The word "transport": in how many lines of the records does it appear? Reply with the number alone.

= = =

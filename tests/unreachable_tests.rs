//! Unreachable-host exclusion: a host whose transport cannot connect is
//! dropped from the rest of the play while the others keep going.

mod common;

use common::{quiet_options, run_playbook};
use runbook::error::Error;
use runbook::report::TaskStatus;

/// web2 points its SSH transport at a port nothing listens on.
const MIXED_INVENTORY: &str = "\
[web]
web1 ansible_connection=local
web2 ansible_connection=ssh ansible_host=127.0.0.1 ansible_port=1
";

#[tokio::test]
async fn unreachable_host_is_excluded_for_the_rest_of_the_play() {
    let playbook = r#"
- hosts: web
  tasks:
    - name: first
      debug:
        msg: "hello {{ inventory_hostname }}"
    - name: second
      debug:
        msg: "again {{ inventory_hostname }}"
"#;
    let (report, outcome) = run_playbook(MIXED_INVENTORY, playbook, quiet_options()).await;

    assert!(matches!(outcome, Err(Error::HostsFailed)));

    let first = &report.plays[0].tasks[0];
    assert_eq!(first.per_host["web1"].status, TaskStatus::Ok);
    assert_eq!(first.per_host["web2"].status, TaskStatus::Unreachable);

    // web1 completed every task; web2 received no further attempts.
    let second = &report.plays[0].tasks[1];
    assert_eq!(second.per_host["web1"].status, TaskStatus::Ok);
    assert!(!second.per_host.contains_key("web2"));

    let stats = &report.stats;
    assert_eq!(stats["web1"].ok, 2);
    assert_eq!(stats["web2"].unreachable, 1);
}
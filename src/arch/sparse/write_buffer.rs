use std::collections::VecDeque;

use super::arbiter::DramArbiter;
use super::define::WRITE_BUFFER_UPSTREAM;
use super::event::Event;
use super::packet::Packet;
use super::port::RetryFlag;
use super::SimContext;

#[derive(Debug, Default)]
struct WriteChannel {
  queue: VecDeque<Packet>,
  /// The arbiter refused our head packet; wait for its retry.
  blocked: RetryFlag,
}

/// Result write-back path into DRAM.
///
/// A full channel drops the write; callers only learn about it from the
/// return value.
#[derive(Debug)]
pub struct WriteBuffer {
  channels: Vec<WriteChannel>,
  capacity: usize,
}

impl WriteBuffer {
  pub fn new(channels: usize, capacity: usize) -> Self {
    Self {
      channels: (0..channels).map(|_| WriteChannel::default()).collect(),
      capacity,
    }
  }

  pub fn pending(&self) -> usize {
    self.channels.iter().map(|c| c.queue.len()).sum()
  }

  pub fn is_idle(&self) -> bool {
    self.pending() == 0
  }

  pub fn enqueue_write(&mut self, channel: usize, addr: u64, payload: Vec<u16>, ctx: &mut SimContext) -> bool {
    let capacity = self.capacity;
    match self.channels.get_mut(channel) {
      Some(ch) if ch.queue.len() < capacity => {
        ch.queue.push_back(ctx.issue(Packet::write(addr, payload)));
        ctx.stats.writes_enqueued += 1;
        ctx.sched.schedule_next(Event::WriteDrain);
        true
      },
      _ => {
        ctx.stats.dropped_writes += 1;
        log::warn!("t={} write buffer channel {} dropped write to {:#x}", ctx.now(), channel, addr);
        false
      },
    }
  }

  /// Offer the head write of every unblocked channel to the arbiter.
  pub fn drain(&mut self, arbiter: &mut DramArbiter, ctx: &mut SimContext) {
    for channel in 0..self.channels.len() {
      self.send_head(channel, arbiter, ctx);
    }
    if self.channels.iter().any(|c| !c.blocked.is_set() && !c.queue.is_empty()) {
      ctx.sched.schedule_next(Event::WriteDrain);
    }
  }

  fn send_head(&mut self, channel: usize, arbiter: &mut DramArbiter, ctx: &mut SimContext) {
    let ch = &mut self.channels[channel];
    if ch.blocked.is_set() {
      return;
    }
    let Some(pkt) = ch.queue.pop_front() else {
      return;
    };
    if let Err(pkt) = arbiter.recv_timing_req(channel, WRITE_BUFFER_UPSTREAM, pkt, ctx) {
      ch.queue.push_front(pkt);
      ch.blocked.set();
    }
  }

  pub fn recv_req_retry(&mut self, channel: usize, arbiter: &mut DramArbiter, ctx: &mut SimContext) {
    let Some(ch) = self.channels.get_mut(channel) else {
      return;
    };
    ch.blocked.take();
    self.send_head(channel, arbiter, ctx);
    if !self.channels[channel].queue.is_empty() {
      ctx.sched.schedule_next(Event::WriteDrain);
    }
  }

  /// Writes never carry a response past the arbiter, but a routed one is accepted and retired.
  pub fn recv_timing_resp(&mut self, pkt: Packet, ctx: &mut SimContext) -> Result<(), Packet> {
    ctx.retire(pkt);
    Ok(())
  }
}
use serde::{Deserialize, Serialize};

use super::define::{CHANNEL_NUM, FW_ROW_SIZE, MAC_NUM};
use super::error::{SimError, SimResult};

/// Per decoder bank pairing counters.
#[derive(Debug, Clone, Copy, Default, PartialEq, Eq, Serialize, Deserialize)]
pub struct LaneStats {
  /// Steps in which a lane refused an insert because it was full.
  pub cam_full: u64,
  pub emit_single: u64,
  pub emit_paired_full: u64,
  pub emit_paired_partial: u64,
}

impl LaneStats {
  pub fn emissions(&self) -> u64 {
    self.emit_single + self.emit_paired_full + self.emit_paired_partial
  }
}

/// Counters shared by every component of one subsystem instance.
#[derive(Debug, Clone, Default, PartialEq, Serialize, Deserialize)]
pub struct Stats {
  pub lanes: Vec<LaneStats>,
  /// Sum of all emitted values.
  pub mac_ops: u64,
  pub dram_bursts: u64,
  /// Write bursts that completed in DRAM.
  pub dram_writes: u64,
  pub writes_enqueued: u64,
  pub dropped_writes: u64,
  pub rejected_commands: u64,
  pub slices_completed: u64,
  pub params_completed: u64,
}

impl Stats {
  pub fn new(banks: usize) -> Self {
    Self {
      lanes: vec![LaneStats::default(); banks],
      ..Self::default()
    }
  }

  pub fn lane_mut(&mut self, bank: usize) -> SimResult<&mut LaneStats> {
    let banks = self.lanes.len();
    self
      .lanes
      .get_mut(bank)
      .ok_or_else(|| SimError::protocol(format!("lane stats for bank {} of {}", bank, banks)))
  }

  pub fn totals(&self) -> LaneStats {
    self.lanes.iter().fold(LaneStats::default(), |acc, s| LaneStats {
      cam_full: acc.cam_full + s.cam_full,
      emit_single: acc.emit_single + s.emit_single,
      emit_paired_full: acc.emit_paired_full + s.emit_paired_full,
      emit_paired_partial: acc.emit_paired_partial + s.emit_paired_partial,
    })
  }

  pub fn mac_utilization(&self, cycles: u64) -> f64 {
    if cycles == 0 {
      return 0.0;
    }
    (FW_ROW_SIZE * self.mac_ops) as f64 / cycles as f64 / CHANNEL_NUM as f64 / MAC_NUM as f64
  }

  pub fn dram_utilization(&self, cycles: u64) -> f64 {
    if cycles == 0 {
      return 0.0;
    }
    (self.dram_bursts * 2 / 8) as f64 / cycles as f64
  }

  /// Share of emitted values that left as part of a pair.
  pub fn pairing_ratio(&self) -> f64 {
    let t = self.totals();
    let paired = 2 * (t.emit_paired_full + t.emit_paired_partial);
    let all = paired + t.emit_single;
    if all == 0 {
      0.0
    } else {
      paired as f64 / all as f64
    }
  }

  pub fn report(&self, cycles: u64) -> Report {
    Report {
      cycles,
      totals: self.totals(),
      mac_utilization: self.mac_utilization(cycles),
      dram_utilization: self.dram_utilization(cycles),
      pairing_ratio: self.pairing_ratio(),
      stats: self.clone(),
    }
  }
}

/// End of run summary, serialised into the report file.
#[derive(Debug, Clone, PartialEq, Serialize, Deserialize)]
pub struct Report {
  pub cycles: u64,
  pub totals: LaneStats,
  pub mac_utilization: f64,
  pub dram_utilization: f64,
  pub pairing_ratio: f64,
  pub stats: Stats,
}

#[cfg(test)]
mod tests {
  use super::*;

  #[test]
  fn test_utilization_formulas() {
    let mut stats = Stats::new(2);
    stats.mac_ops = 1024;
    stats.dram_bursts = 400;
    // 4 * 1024 / 64 / 8 / 16
    assert!((stats.mac_utilization(64) - 0.5).abs() < 1e-9);
    // 400 * 2 / 8 / 100
    assert!((stats.dram_utilization(100) - 1.0).abs() < 1e-9);
    assert_eq!(stats.mac_utilization(0), 0.0);
  }

  #[test]
  fn test_unknown_bank_is_a_protocol_fault() {
    let mut stats = Stats::new(2);
    assert!(stats.lane_mut(1).is_ok());
    assert!(matches!(stats.lane_mut(2), Err(SimError::Protocol(_))));
    assert_eq!(stats.lanes.len(), 2);
  }

  #[test]
  fn test_pairing_ratio_counts_both_values_of_a_pair() {
    let mut stats = Stats::new(1);
    stats.lanes[0].emit_paired_full = 1;
    stats.lanes[0].emit_single = 2;
    assert!((stats.pairing_ratio() - 0.5).abs() < 1e-9);
  }
}
use rustyline::error::ReadlineError;
use rustyline::DefaultEditor;
use std::io::{self, Result};

#[derive(Debug, Clone, Copy, PartialEq, Eq)]
pub enum Command {
  /// Advance N ticks.
  Step(u32),
  /// Print the model status lines.
  Status,
  Quit,
  Continue,
}

/// Parse one shell line; `Err` carries the message to show the user.
pub fn parse_command(line: &str) -> std::result::Result<Command, String> {
  let trimmed = line.trim();

  // Enter steps once
  if trimmed.is_empty() {
    return Ok(Command::Step(1));
  }

  if let Some(rest) = trimmed.strip_prefix("si") {
    let num_str = rest.trim();
    if num_str.is_empty() {
      return Err("'si' requires a number, e.g., 'si 100'".to_string());
    }
    return match num_str.parse::<u32>() {
      Ok(n) if n > 0 => Ok(Command::Step(n)),
      Ok(_) => Err("step count must be greater than 0".to_string()),
      Err(e) => Err(format!("invalid number '{}': {}", num_str, e)),
    };
  }

  match trimmed {
    "q" => Ok(Command::Quit),
    "c" => Ok(Command::Continue),
    "s" => Ok(Command::Status),
    other => Err(format!(
      "unknown command '{}'. Use Enter to step, 'si 100' to step N ticks, 's' for status, 'c' to continue, 'q' to quit",
      other
    )),
  }
}

/// Interactive line editor for step mode.
pub struct Shell {
  editor: DefaultEditor,
}

impl Shell {
  pub fn new() -> Result<Self> {
    let editor = DefaultEditor::new().map_err(|e| io::Error::new(io::ErrorKind::Other, e))?;
    Ok(Self { editor })
  }

  pub fn read_command(&mut self) -> Result<Command> {
    loop {
      match self.editor.readline("(sparsim) ") {
        Ok(line) => {
          let trimmed = line.trim();
          if !trimmed.is_empty() {
            let _ = self.editor.add_history_entry(trimmed);
          }
          match parse_command(trimmed) {
            Ok(cmd) => return Ok(cmd),
            Err(msg) => eprintln!("Error: {}", msg),
          }
        },
        // Ctrl-C and Ctrl-D quit
        Err(ReadlineError::Interrupted) | Err(ReadlineError::Eof) => return Ok(Command::Quit),
        Err(err) => return Err(io::Error::new(io::ErrorKind::Other, err)),
      }
    }
  }
}

#[cfg(test)]
mod tests {
  use super::*;

  #[test]
  fn test_parse_commands() {
    assert_eq!(parse_command(""), Ok(Command::Step(1)));
    assert_eq!(parse_command("  si 100 "), Ok(Command::Step(100)));
    assert_eq!(parse_command("q"), Ok(Command::Quit));
    assert_eq!(parse_command("c"), Ok(Command::Continue));
    assert_eq!(parse_command("s"), Ok(Command::Status));
  }

  #[test]
  fn test_parse_rejects_bad_input() {
    assert!(parse_command("si").is_err());
    assert!(parse_command("si 0").is_err());
    assert!(parse_command("si ten").is_err());
    assert!(parse_command("run").is_err());
  }
}
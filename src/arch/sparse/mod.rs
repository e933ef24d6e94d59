//! Memory subsystem of the sparse accelerator.
//!
//! Components talk only through timing ports and scheduler events; every
//! callback receives the shared [`SimContext`].

pub mod arbiter;
pub mod decoder;
pub mod define;
pub mod dma;
pub mod dram;
pub mod error;
pub mod event;
pub mod hash_cam;
pub mod model;
pub mod packet;
pub mod port;
pub mod source;
pub mod stats;
pub mod subsystem;
pub mod write_buffer;

pub use error::{SimError, SimResult};
pub use event::{BankKind, Event, EventScheduler};
pub use model::{create_simulation, SubsystemModel};
pub use packet::{Packet, PacketLedger};
pub use stats::{Report, Stats};
pub use subsystem::{MemSubsystem, RunOutcome, SubsystemConfig};

/// State shared by every component of one subsystem.
#[derive(Debug)]
pub struct SimContext {
  pub sched: EventScheduler,
  pub stats: Stats,
  ledger: PacketLedger,
  fault: Option<SimError>,
}

impl SimContext {
  pub fn new(banks: usize) -> Self {
    Self {
      sched: EventScheduler::new(),
      stats: Stats::new(banks),
      ledger: PacketLedger::default(),
      fault: None,
    }
  }

  pub fn now(&self) -> u64 {
    self.sched.now()
  }

  /// Register a packet created inside the subsystem.
  pub fn issue(&mut self, pkt: Packet) -> Packet {
    self.ledger.issue(pkt)
  }

  /// Hand a packet to its final consumer.
  pub fn retire(&mut self, pkt: Packet) {
    if let Err(e) = self.ledger.retire(pkt) {
      self.raise(e);
    }
  }

  pub fn retired(&self) -> u64 {
    self.ledger.retired()
  }

  /// Record a fatal fault; the first one wins.
  pub fn raise(&mut self, err: SimError) {
    log::error!("t={} {}", self.now(), err);
    if self.fault.is_none() {
      self.fault = Some(err);
    }
  }

  pub fn raise_protocol(&mut self, msg: impl Into<String>) {
    self.raise(SimError::protocol(msg));
  }

  pub fn has_fault(&self) -> bool {
    self.fault.is_some()
  }

  pub fn take_fault(&mut self) -> Option<SimError> {
    self.fault.take()
  }
}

= = =

Answer for the task = 2